Today wasn’t a hard day, but there was a lot going on. Which usually means no nap before bedtime. It seems like my energy levels are exceptionally low when I am not working, so naps are nearly required for me to get through my day.
Today, Diego had the day off from work so we went to town for him to get his hair cut by an old co-worker. He dropped me off at my mom’s house, so we talked about how Diego called me his girlfriend again and how he asked me to move back in. The choice seemed obvious to me, but it is somewhat stressful due to doubt.
What if we break up again? What happens once things fall apart?
I know in my heart that this time, things are truly different now that I have quit gambling for good. But the doubts are still there. Today we got into our first “fight” since we got back together. Everything was so blissful up until tonight, I didn’t think we had anything left to fight about.
Before I get into that, the rest of the day went well. He came over to my mom’s house after he got his hair cut and my mom bought us lunch that we all enjoyed from a local burger joint. We finally put my new tv into my car to take back to Diego’s to put into our bedroom. It’s a Samsung 55 inch curved smart TV and I am very excited about it because I can use my Samsung Galaxy S20+ as a TV remote which I think is neat.

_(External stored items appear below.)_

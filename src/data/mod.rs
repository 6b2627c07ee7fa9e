mod json;
mod memory;

use crate::core::{Catalog, Lesson};
use std::io::BufRead;
use thiserror::Error;

pub use json::JsonStore;
pub use memory::MemoryStore;

/// Errors raised by a store.
#[derive(Debug, Error)]
pub enum StoreError {
    #[error("store i/o failed: {0}")]
    Io(#[from] std::io::Error),
    #[error("store document is malformed: {0}")]
    Serde(#[from] serde_json::Error),
    #[error("could not replace store document: {0}")]
    Persist(#[from] tempfile::PersistError),
    #[error("store rejected the write: {0}")]
    Rejected(String),
}

/// Access to the entities the composer reads and the lesson table it writes.
///
/// Reads are served from a loaded snapshot. A repository is owned by a single
/// run at a time and must not be shared with the host while the run executes.
pub trait Repository {
    /// Returns the loaded entity snapshot.
    fn catalog(&self) -> &Catalog;

    /// Replaces every stored lesson row with the given rows.
    /// Either all rows are stored or the previous table is kept intact.
    ///
    /// # Errors
    /// - If the store could not be written.
    fn replace_lessons(&mut self, lessons: Vec<Lesson>) -> Result<(), StoreError>;
}

/// Reads a catalog document.
///
/// # Errors
/// - If the reader fails or the document is malformed.
pub fn deserialize(reader: &mut impl BufRead) -> Result<Catalog, StoreError> {
    Ok(serde_json::from_reader(reader)?)
}

/// Writes a catalog document.
///
/// # Errors
/// - If the catalog cannot be serialized.
pub fn to_string(catalog: &Catalog) -> Result<String, StoreError> {
    Ok(serde_json::to_string_pretty(catalog)?)
}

We got gas, went to Diego’s work so he could get a money order, and I talked to my friend who also works there. Then we went home. Diego asked if I missed being single and I said no. I told the story of the first date I travelled to Seattle for and got physically burned. I told him that was almost as scary of a situation as when I was raped. He asked me if my friends knew that happened to me and I said Brent did, but there’s not much anyone could do or say to change the facts of the matter.

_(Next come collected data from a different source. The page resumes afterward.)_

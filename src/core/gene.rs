use super::{
    Catalog, DayId, GroupId, Lesson, LessonId, RoomId, SubjectPartition, SubjectPartitionId,
    TeacherId, TimeSlotId,
};
use ahash::{HashSet, HashSetExt};
use rand::seq::SliceRandom;
use rand::Rng;

/// A single timetable decision. Several groups may share one gene (lectures).
#[derive(Clone, Debug, Eq, Hash, PartialEq)]
pub struct Gene {
    pub group_ids: Vec<GroupId>,
    pub day_id: DayId,
    pub time_id: TimeSlotId,
    pub subject_partition_id: SubjectPartitionId,
    pub teacher_id: TeacherId,
    pub room_id: RoomId,
}

impl Gene {
    /// Expands the gene into one lesson row per attending group.
    /// Rows are numbered from `first_id`.
    pub fn rows(&self, first_id: LessonId) -> impl Iterator<Item = Lesson> + '_ {
        (first_id..).zip(&self.group_ids).map(|(id, &group_id)| Lesson {
            id,
            group_id,
            day_id: self.day_id,
            time_id: self.time_id,
            subject_partition_id: self.subject_partition_id,
            teacher_id: self.teacher_id,
            room_id: self.room_id,
        })
    }
}

/// A full candidate timetable. Its length is fixed for a run.
pub type Schedule = Vec<Gene>;

/// Teachers and rooms a subject partition may be taught by and in.
#[derive(Clone, Debug, Eq, PartialEq)]
pub struct Eligibility {
    pub teachers: Vec<TeacherId>,
    pub rooms: Vec<RoomId>,
}

impl Eligibility {
    /// Resolves the eligibility of the partition with the given id.
    /// Returns `None` if the partition is unknown or has no teacher or no room.
    #[must_use]
    pub fn resolve(catalog: &Catalog, partition: SubjectPartitionId) -> Option<Self> {
        Self::of(catalog, catalog.subject_partition(partition)?)
    }

    /// Resolves the eligibility of the given partition.
    /// Allowed rooms are those present in every one of the partition's room groups.
    #[must_use]
    pub fn of(catalog: &Catalog, partition: &SubjectPartition) -> Option<Self> {
        let teachers = partition.teachers.clone();
        let rooms = intersect_room_groups(catalog, partition);

        if teachers.is_empty() || rooms.is_empty() {
            log::debug!("Subject partition {} has no eligible teacher or room", partition.id);
            None
        } else {
            Some(Self { teachers, rooms })
        }
    }

    /// Draws a teacher, a room, a day and a time slot uniformly.
    /// Returns `None` if the catalog has no days or no time slots.
    pub fn sample(
        &self,
        catalog: &Catalog,
        rng: &mut impl Rng,
    ) -> Option<(DayId, TimeSlotId, TeacherId, RoomId)> {
        let day = catalog.days().choose(rng)?.id;
        let time = catalog.times().choose(rng)?.id;
        let teacher = *self.teachers.choose(rng)?;
        let room = *self.rooms.choose(rng)?;
        Some((day, time, teacher, room))
    }
}

fn intersect_room_groups(catalog: &Catalog, partition: &SubjectPartition) -> Vec<RoomId> {
    let mut groups = partition.room_groups.iter().map(|&id| {
        catalog
            .room_group(id)
            .map(|group| group.rooms.as_slice())
            .unwrap_or_default()
    });

    let Some(first) = groups.next() else {
        return Vec::new();
    };

    let others: Vec<HashSet<RoomId>> = groups
        .map(|rooms| {
            let mut set = HashSet::with_capacity(rooms.len());
            set.extend(rooms.iter().copied());
            set
        })
        .collect();

    let mut seen = HashSet::new();
    first
        .iter()
        .copied()
        .filter(|room| others.iter().all(|rooms| rooms.contains(room)))
        .filter(|&room| seen.insert(room))
        .collect()
}

#[cfg(test)]
mod test {
    use super::*;
    use crate::core::{Day, LessonType, RoomGroup, TimeSlot};

    fn partition(room_groups: Vec<u32>, teachers: Vec<u32>) -> SubjectPartition {
        SubjectPartition {
            id: 1,
            name: "Optics".into(),
            lesson_type: LessonType::Practice,
            teachers,
            room_groups,
        }
    }

    fn catalog() -> Catalog {
        let mut catalog = Catalog::new();
        catalog.room_groups = vec![
            RoomGroup { id: 1, name: "Large".into(), rooms: vec![1, 2, 3] },
            RoomGroup { id: 2, name: "Projector".into(), rooms: vec![3, 2, 4] },
            RoomGroup { id: 3, name: "Lab".into(), rooms: vec![5] },
        ];
        catalog.days = vec![Day { id: 1, name: "Monday".into() }];
        catalog.times = vec![TimeSlot { id: 7, name: "8:00-9:30".into() }];
        catalog
    }

    #[test]
    fn rooms_should_be_intersection_of_room_groups() {
        let catalog = catalog();
        let eligibility = Eligibility::of(&catalog, &partition(vec![1, 2], vec![1]));
        assert_eq!(eligibility.map(|e| e.rooms), Some(vec![2, 3]));
    }

    #[test]
    fn disjoint_room_groups_should_not_be_eligible() {
        let catalog = catalog();
        assert!(Eligibility::of(&catalog, &partition(vec![1, 3], vec![1])).is_none());
    }

    #[test]
    fn missing_teachers_or_room_groups_should_not_be_eligible() {
        let catalog = catalog();
        assert!(Eligibility::of(&catalog, &partition(vec![1], vec![])).is_none());
        assert!(Eligibility::of(&catalog, &partition(vec![], vec![1])).is_none());
        assert!(Eligibility::of(&catalog, &partition(vec![1, 9], vec![1])).is_none());
        assert!(Eligibility::resolve(&catalog, 42).is_none());
    }

    #[test]
    fn sample_should_draw_from_allowed_sets() {
        let catalog = catalog();
        let eligibility = Eligibility { teachers: vec![4], rooms: vec![9] };
        let mut rng = rand::thread_rng();
        assert_eq!(eligibility.sample(&catalog, &mut rng), Some((1, 7, 4, 9)));
        assert_eq!(eligibility.sample(&Catalog::new(), &mut rng), None);
    }

    #[test]
    fn gene_should_expand_to_row_per_group() {
        let gene = Gene {
            group_ids: vec![3, 5, 8],
            day_id: 1,
            time_id: 2,
            subject_partition_id: 4,
            teacher_id: 5,
            room_id: 6,
        };

        let rows: Vec<_> = gene.rows(10).collect();

        assert_eq!(rows.len(), 3);
        assert_eq!(rows.iter().map(|row| row.id).collect::<Vec<_>>(), vec![10, 11, 12]);
        assert_eq!(rows.iter().map(|row| row.group_id).collect::<Vec<_>>(), vec![3, 5, 8]);
        assert!(rows
            .iter()
            .all(|row| (row.day_id, row.time_id, row.teacher_id, row.room_id) == (1, 2, 5, 6)));
    }
}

Diego was driving my car and both times going through the streets, he went through this big puddle of water and got mud and dirt on my car. My car already needs a bath, but it kind of made me mad because the neighbors in my mom’s neighborhood don’t like when people go through the puddle because it puts more standing water in their yard. I told Diego after the fact that little detail, but because I said it laughing, he thought I was joking. So he did it a second time. I told him I didn’t want my car dirty and the thing about the neighbors was real. He kinda just says “Sorry” and we move on.
I call my friend that I saw at the store on his way home from work and I kinda tell him the story after he mentions that he had rain over his back up camera and I said I did too and proceeded with my story. I was walking into the kitchen to pour myself a rum and coke as I study for the SAT. We get off the phone and Diego starts getting huffy with me, asking if this is how we were doing things now. I said what are you talking about. He referenced my phone call and said I was talking about him to my friend in front of him and that’s no way to treat him.

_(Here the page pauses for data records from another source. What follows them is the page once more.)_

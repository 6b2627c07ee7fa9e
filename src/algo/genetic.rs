use super::{evaluate, generate};
use crate::core::{Catalog, Eligibility, Gene, Schedule};
use rand::prelude::*;
use std::cmp::Reverse;
use thiserror::Error;

/// Invalid genetic algorithm parameters.
#[derive(Clone, Copy, Debug, Error, PartialEq)]
pub enum ConfigError {
    #[error("population size must be at least 2, got {0}")]
    PopulationTooSmall(usize),
    #[error("mutation rate must be a number within [0, 1], got {0}")]
    MutationRate(f64),
}

/// Parameters of a run. All of them are required.
#[derive(Clone, Copy, Debug, PartialEq)]
pub struct Config {
    population_size: usize,
    generations_count: usize,
    mutation_rate: f64,
}

impl Config {
    /// Creates validated parameters.
    ///
    /// # Errors
    /// - If `population_size` is lower than 2.
    /// - If `mutation_rate` is not a number within [0, 1].
    pub fn new(
        population_size: usize,
        generations_count: usize,
        mutation_rate: f64,
    ) -> Result<Self, ConfigError> {
        if population_size < 2 {
            return Err(ConfigError::PopulationTooSmall(population_size));
        }

        if !(0.0..=1.0).contains(&mutation_rate) {
            return Err(ConfigError::MutationRate(mutation_rate));
        }

        Ok(Self {
            population_size,
            generations_count,
            mutation_rate,
        })
    }

    #[must_use]
    pub const fn population_size(&self) -> usize {
        self.population_size
    }

    #[must_use]
    pub const fn generations_count(&self) -> usize {
        self.generations_count
    }

    #[must_use]
    pub const fn mutation_rate(&self) -> f64 {
        self.mutation_rate
    }
}

/// State of a run after a generation has been evaluated.
#[non_exhaustive]
#[derive(Clone, Copy, Debug, Eq, PartialEq)]
pub struct Progress {
    /// Zero-based index of the evaluated generation.
    pub generation: usize,
    pub generations_count: usize,
    pub best_fitness: i64,
}

/// Result of a finished run.
#[non_exhaustive]
#[derive(Clone, Debug, Eq, PartialEq)]
pub struct Outcome {
    pub best: Schedule,
    pub fitness: i64,
    /// Number of evaluated generations.
    pub generations: usize,
}

#[derive(Clone, Debug)]
struct Scored {
    schedule: Schedule,
    fitness: i64,
}

impl Scored {
    fn new(schedule: Schedule) -> Self {
        let fitness = evaluate(&schedule);
        Self { schedule, fitness }
    }
}

/// Genetic algorithm searching for a conflict-free schedule.
///
/// The better half of every generation is kept as is and used as the parents
/// of the other half. Children are built by uniform crossover and mutated with
/// the configured probability.
#[derive(Clone, Debug)]
pub struct Genetic {
    config: Config,
    rng: StdRng,
}

impl Genetic {
    /// Creates a genetic algorithm with a deterministic random source.
    #[must_use]
    pub fn new(config: Config, seed: u64) -> Self {
        let rng = StdRng::seed_from_u64(seed);
        Self { config, rng }
    }

    /// Creates a genetic algorithm seeded from the operating system.
    #[must_use]
    pub fn from_entropy(config: Config) -> Self {
        let rng = StdRng::from_entropy();
        Self { config, rng }
    }

    #[must_use]
    pub const fn config(&self) -> &Config {
        &self.config
    }

    /// Runs the search until a conflict-free schedule is found or the last
    /// generation is evaluated. At least one generation is always evaluated.
    /// `on_generation` is called after every evaluation.
    pub fn run(&mut self, catalog: &Catalog, on_generation: &mut dyn FnMut(Progress)) -> Outcome {
        let size = self.config.population_size;
        let mut population: Vec<Schedule> =
            (0..size).map(|_| generate(catalog, &mut self.rng)).collect();

        let mut generation = 0;
        loop {
            let mut scored: Vec<_> = population.into_iter().map(Scored::new).collect();
            scored.sort_by_key(|solution| Reverse(solution.fitness));

            let best_fitness = scored.first().map_or(0, |solution| solution.fitness);
            on_generation(Progress {
                generation,
                generations_count: self.config.generations_count,
                best_fitness,
            });

            if best_fitness == 0 || generation + 1 >= self.config.generations_count {
                let Some(best) = scored.into_iter().next() else {
                    unreachable!("Population size is at least 2");
                };
                return Outcome {
                    best: best.schedule,
                    fitness: best.fitness,
                    generations: generation + 1,
                };
            }

            population = self.breed(catalog, scored);
            generation += 1;
        }
    }

    fn breed(&mut self, catalog: &Catalog, scored: Vec<Scored>) -> Vec<Schedule> {
        let size = self.config.population_size;
        let elite = size / 2;

        let mut next: Vec<Schedule> = Vec::with_capacity(size);
        next.extend(scored.into_iter().take(elite).map(|solution| solution.schedule));

        while next.len() < size {
            // A single elite is paired with itself.
            let mut parents = next[..elite].choose_multiple(&mut self.rng, 2);
            let first = parents.next();
            let (Some(first), Some(second)) = (first, parents.next().or(first)) else {
                unreachable!("Elite pool is never empty");
            };
            let mut child = crossover(first, second, &mut self.rng);

            if self.rng.gen::<f64>() < self.config.mutation_rate {
                mutate(&mut child, catalog, &mut self.rng);
            }

            next.push(child);
        }

        next
    }
}

/// Builds a child taking every gene from either parent with equal odds.
#[must_use]
pub fn crossover(first: &[Gene], second: &[Gene], rng: &mut impl Rng) -> Schedule {
    debug_assert_eq!(first.len(), second.len(), "Parents must have equal length");

    first
        .iter()
        .zip(second)
        .map(|(a, b)| if rng.gen::<f64>() > 0.5 { a } else { b })
        .cloned()
        .collect()
}

/// Redraws the day, time slot, teacher and room of one random gene.
/// Groups are never changed. Returns the index of the mutated gene, or `None`
/// if the schedule is empty or the gene's partition is no longer eligible.
pub fn mutate(schedule: &mut [Gene], catalog: &Catalog, rng: &mut impl Rng) -> Option<usize> {
    if schedule.is_empty() {
        return None;
    }

    let index = rng.gen_range(0..schedule.len());
    let gene = &mut schedule[index];

    let eligibility = Eligibility::resolve(catalog, gene.subject_partition_id)?;
    let (day_id, time_id, teacher_id, room_id) = eligibility.sample(catalog, rng)?;

    gene.day_id = day_id;
    gene.time_id = time_id;
    gene.teacher_id = teacher_id;
    gene.room_id = room_id;

    Some(index)
}

#[cfg(test)]
mod test {
    use super::*;
    use crate::algo::test::fixture;
    use crate::core::LessonType;

    fn config(population: usize, generations: usize, mutation: f64) -> anyhow::Result<Config> {
        Ok(Config::new(population, generations, mutation)?)
    }

    #[test]
    fn config_should_be_validated() {
        assert_eq!(Config::new(1, 10, 0.1), Err(ConfigError::PopulationTooSmall(1)));
        assert_eq!(Config::new(0, 10, 0.1), Err(ConfigError::PopulationTooSmall(0)));
        assert_eq!(Config::new(4, 10, 1.5), Err(ConfigError::MutationRate(1.5)));
        assert_eq!(Config::new(4, 10, -0.1), Err(ConfigError::MutationRate(-0.1)));
        assert!(Config::new(4, 10, f64::NAN).is_err());
        assert!(Config::new(2, 0, 0.0).is_ok());
        assert!(Config::new(2, 0, 1.0).is_ok());
    }

    #[test]
    fn crossover_of_same_parent_should_be_identity() {
        let catalog = fixture(LessonType::Practice, 3, 4, 5, 5);
        let mut rng = StdRng::seed_from_u64(1);
        let parent = generate(&catalog, &mut rng);

        for _ in 0..10 {
            assert_eq!(crossover(&parent, &parent, &mut rng), parent);
        }
    }

    #[test]
    fn crossover_should_take_genes_from_parents_in_place() {
        let catalog = fixture(LessonType::Practice, 3, 4, 5, 5);
        let mut rng = StdRng::seed_from_u64(2);
        let first = generate(&catalog, &mut rng);
        let second = generate(&catalog, &mut rng);

        let child = crossover(&first, &second, &mut rng);

        assert_eq!(child.len(), first.len());
        for (i, gene) in child.iter().enumerate() {
            assert!(*gene == first[i] || *gene == second[i]);
        }
    }

    #[test]
    fn mutation_should_change_only_one_gene() {
        let mut catalog = fixture(LessonType::Lecture, 3, 6, 6, 5);
        catalog.subject_partitions[0].teachers = vec![1, 2];
        let mut rng = StdRng::seed_from_u64(4);
        let original = generate(&catalog, &mut rng);

        for _ in 0..20 {
            let mut mutated = original.clone();
            let index = mutate(&mut mutated, &catalog, &mut rng);

            assert_eq!(mutated.len(), original.len());
            assert!(index.is_some());
            for (i, (before, after)) in original.iter().zip(&mutated).enumerate() {
                assert_eq!(before.group_ids, after.group_ids);
                assert_eq!(before.subject_partition_id, after.subject_partition_id);
                if Some(i) != index {
                    assert_eq!(before, after);
                }
            }
        }
    }

    #[test]
    fn mutation_of_empty_schedule_should_do_nothing() {
        let catalog = fixture(LessonType::Lecture, 1, 1, 1, 1);
        let mut schedule = Schedule::new();
        assert_eq!(mutate(&mut schedule, &catalog, &mut StdRng::seed_from_u64(0)), None);
    }

    #[test]
    fn zero_generations_should_evaluate_once() -> anyhow::Result<()> {
        let catalog = fixture(LessonType::Lecture, 3, 2, 1, 1);
        let mut calls = Vec::new();

        let outcome = Genetic::new(config(6, 0, 0.5)?, 0)
            .run(&catalog, &mut |progress| calls.push(progress.generation));

        assert_eq!(calls, vec![0]);
        assert_eq!(outcome.generations, 1);
        assert_eq!(outcome.fitness, evaluate(&outcome.best));
        Ok(())
    }

    #[test]
    fn single_conflict_free_lecture_should_finish_in_first_generation() -> anyhow::Result<()> {
        let catalog = fixture(LessonType::Lecture, 1, 1, 1, 1);

        let outcome = Genetic::new(config(4, 50, 0.1)?, 7).run(&catalog, &mut |_| {});

        assert_eq!(outcome.fitness, 0);
        assert_eq!(outcome.generations, 1);
        assert_eq!(outcome.best.len(), 1);
        Ok(())
    }

    #[test]
    fn unsolvable_instance_should_stop_at_generation_limit() -> anyhow::Result<()> {
        let catalog = fixture(LessonType::Lecture, 3, 2, 1, 1);
        let mut best = Vec::new();

        let outcome = Genetic::new(config(10, 25, 0.3)?, 5)
            .run(&catalog, &mut |progress| best.push(progress.best_fitness));

        assert_eq!(outcome.generations, 25);
        assert_eq!(best.len(), 25);
        assert_eq!(outcome.fitness, -3);
        assert!(best.iter().all(|&fitness| fitness == -3));
        Ok(())
    }

    #[test]
    fn search_should_improve_solvable_instance() -> anyhow::Result<()> {
        let catalog = fixture(LessonType::Practice, 4, 3, 6, 5);
        let mut history = Vec::new();

        let outcome = Genetic::new(config(30, 200, 0.5)?, 9)
            .run(&catalog, &mut |progress| history.push(progress.best_fitness));

        assert!(history.windows(2).all(|pair| pair[1] >= pair[0]));
        assert_eq!(outcome.fitness, *history.last().unwrap_or(&i64::MIN));
        assert!(outcome.fitness >= history[0]);
        Ok(())
    }

    #[test]
    fn same_seed_should_give_same_winner() -> anyhow::Result<()> {
        let catalog = fixture(LessonType::Practice, 4, 3, 3, 3);

        let first = Genetic::new(config(12, 30, 0.4)?, 42).run(&catalog, &mut |_| {});
        let second = Genetic::new(config(12, 30, 0.4)?, 42).run(&catalog, &mut |_| {});

        assert_eq!(first, second);
        Ok(())
    }

    #[test]
    fn smallest_population_should_not_panic() -> anyhow::Result<()> {
        let catalog = fixture(LessonType::Lecture, 3, 2, 1, 1);

        for population in 2..=3 {
            let outcome = Genetic::new(config(population, 5, 1.0)?, 3).run(&catalog, &mut |_| {});
            assert_eq!(outcome.generations, 5);
            assert_eq!(outcome.best.len(), 2);
        }
        Ok(())
    }

    #[test]
    fn empty_schedule_should_finish_immediately() -> anyhow::Result<()> {
        let mut catalog = fixture(LessonType::Lecture, 1, 1, 1, 1);
        catalog.rooms.clear();
        catalog.room_groups[0].rooms.clear();

        let outcome = Genetic::new(config(4, 10, 0.1)?, 0).run(&catalog, &mut |_| {});

        assert!(outcome.best.is_empty());
        assert_eq!((outcome.fitness, outcome.generations), (0, 1));
        Ok(())
    }
}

I told Diego that it was not my intention to throw him under the bus to my friend. It honestly was just conversation, it wasn’t that big of a deal. He said it was a big deal or else I wouldn’t be bringing it up. He also said I shouldn’t be talking about him to other people, or at least not directly in front of him.
Things have resolved now. We both apologized, I for talking about him to others and he about my car. We made up and I was able to finish 100+ pages of my SAT book, completing book 1 of 2 for my studies before my SAT exam in December. Only 1206 pages to go, but who’s counting?
I feel like I am getting my mojo back a little bit. I am still waiting on my job interview results with the bank, but I feel pretty confident. Sometimes no news is good news. I am making progress on my studies. I will apply to UWT and finish my application by the end of December, after my exam. I start physical therapy on my foot and knee tomorrow and recovery is slow, but moving along swimmingly.
I got a lot going on in my corner, but it’s still a battle; but an uphill battle at that.